Whether the Chief Secretary would have taken my side if he'd known what a dust the thing would have raised, and how near his Ministers—or whatever they call 'em—was to going out along with poor Dick Marston, I can't tell. Some people say he wouldn't. Anyhow, he stuck to his word; and the Governor just said he'd given his decision about the matter, and he hadn't the least intention of altering it—which showed he knew something of the world, as well as intended to be true to his own opinions. The whole thing blew over after a bit, and the people of the country soon found out that there wasn't such another Governor (barrin' one) as the Queen had the sending out of.
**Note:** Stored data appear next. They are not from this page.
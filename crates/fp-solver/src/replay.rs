//! Re-evaluate a path leg by leg.
//!
//! Used to report fuel burn and flight time for a solved path, and by tests
//! to check that a path the solver returned is actually feasible.

use fp_core::{NodeId, hours_to_secs, secs_to_hours};
use fp_lattice::Lattice;
use fp_oracle::{CostOracle, EdgeCost, EdgeQuery};

use crate::{SolverError, SolverResult};

/// One evaluated leg.
#[derive(Copy, Clone, Debug, PartialEq)]
pub struct LegProfile {
    pub from:            NodeId,
    pub to:              NodeId,
    pub start_time_secs: f64,
    pub resource_before: f64,
    pub edge:            EdgeCost,
}

impl LegProfile {
    pub fn resource_after(&self) -> f64 {
        self.resource_before - self.edge.resource_consumed
    }
}

/// Totals over a replayed path.
#[derive(Clone, Debug, PartialEq)]
pub struct PathProfile {
    pub legs:             Vec<LegProfile>,
    pub fuel_burned:      f64,
    pub flight_time_secs: f64,
    pub total_cost:       f64,
    /// Lowest resource held at any point along the path.
    pub min_resource:     f64,
    pub final_resource:   f64,
}

/// Walk `path` from `initial_resource` at `start_time_secs`, pricing each leg
/// at the time and resource it is actually entered with.
///
/// A path with fewer than two nodes has no legs.  Every consecutive pair must
/// be a lattice edge.
pub fn replay_path(
    lattice:          &Lattice,
    path:             &[NodeId],
    oracle:           &dyn CostOracle,
    initial_resource: f64,
    start_time_secs:  f64,
) -> SolverResult<PathProfile> {
    if let Some(&missing) = path.iter().find(|n| !lattice.contains(**n)) {
        return Err(SolverError::NodeNotFound(missing));
    }

    let mut legs = Vec::with_capacity(path.len().saturating_sub(1));
    let mut time = start_time_secs;
    let mut resource = initial_resource;
    let mut cost = 0.0;
    let mut min_resource = initial_resource;

    for pair in path.windows(2) {
        let (from, to) = (pair[0], pair[1]);
        if !lattice.has_edge(from, to) {
            return Err(SolverError::NotAnEdge { from, to });
        }
        let edge = oracle
            .edge_cost(EdgeQuery {
                from,
                to,
                from_pos:   lattice.node_pos[from.index()],
                to_pos:     lattice.node_pos[to.index()],
                resource,
                time_hours: secs_to_hours(time),
            })?
            .validate()?;

        legs.push(LegProfile { from, to, start_time_secs: time, resource_before: resource, edge });
        time += hours_to_secs(edge.elapsed_hours);
        resource -= edge.resource_consumed;
        cost += edge.cost;
        min_resource = min_resource.min(resource);
    }

    Ok(PathProfile {
        legs,
        fuel_burned:      initial_resource - resource,
        flight_time_secs: time - start_time_secs,
        total_cost:       cost,
        min_resource,
        final_resource:   resource,
    })
}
The day it was all settled the head gaoler comes to me, and says he, 'Richard Marston, the Governor and Council has been graciously pleased to order that you be discharged from her Majesty's gaol upon the completion of twelve years of imprisonment; the term of three years' further imprisonment being remitted on account of your uniform good conduct while in the said gaol. You are now free!'
I heard it all as if it had been the parson reading out of a book about some other man. The words went into my ears and out again. I hardly heard them, only the last word, free—free—free! What a blessed word it is! I couldn't say anything, or make a try to walk out. I sat down on my blankets on the floor, and wondered if I was going mad. The head gaoler walked over to me, and put his hand on my shoulder. He was a kind enough man, but, from being 'took in' so often, he was cautious. 'Come, Dick,' he says, 'pull yourself together. It's a shake for you, I daresay, but you'll be all right in a day or so. I believe you'll be another man when you get out, and give the lie to these fellows that say you'll be up to your old tricks in a month. I'll back you to go straight; if you don't, you're not the man I take you for.'
I got up and steadied myself. 'I thank you with all my heart, Mr.——,' I said. 'I'm not much of a talker, but you'll see, you'll see; that's the best proof. The fools, do they think I want to come back here? I wish some of them had a year of it.'
As soon as there was a chance of my going out, I had been allowed to 'grow', as they call it in there. That is, to leave off having my face scraped every morning by the prison barber with his razor, that was sometimes sharp and more times rough enough to rasp the skin off you, particularly if it was a cold morning. My hair was let alone, too. My clothes—the suit I was taken in twelve years ago—had been washed and cleaned and folded up, and put away and numbered in a room with a lot of others. I remember I'd got 'em new just before I started away from the Hollow. They was brought to me, and very well they looked, too. I never had a suit that lasted that long before.
That minds me of a yarn I heard at Jonathan Barnes's one day. There was a young chap that they used to call 'Liverpool Jack' about then. He was a free kind of fellow, and good-looking, and they all took to him. He went away rather sudden, and they heard nothing of him for about three years. Then he came back, and as it was the busy season old Jonathan put him on, and gave him work. It was low water with him, and he seemed glad to get a job.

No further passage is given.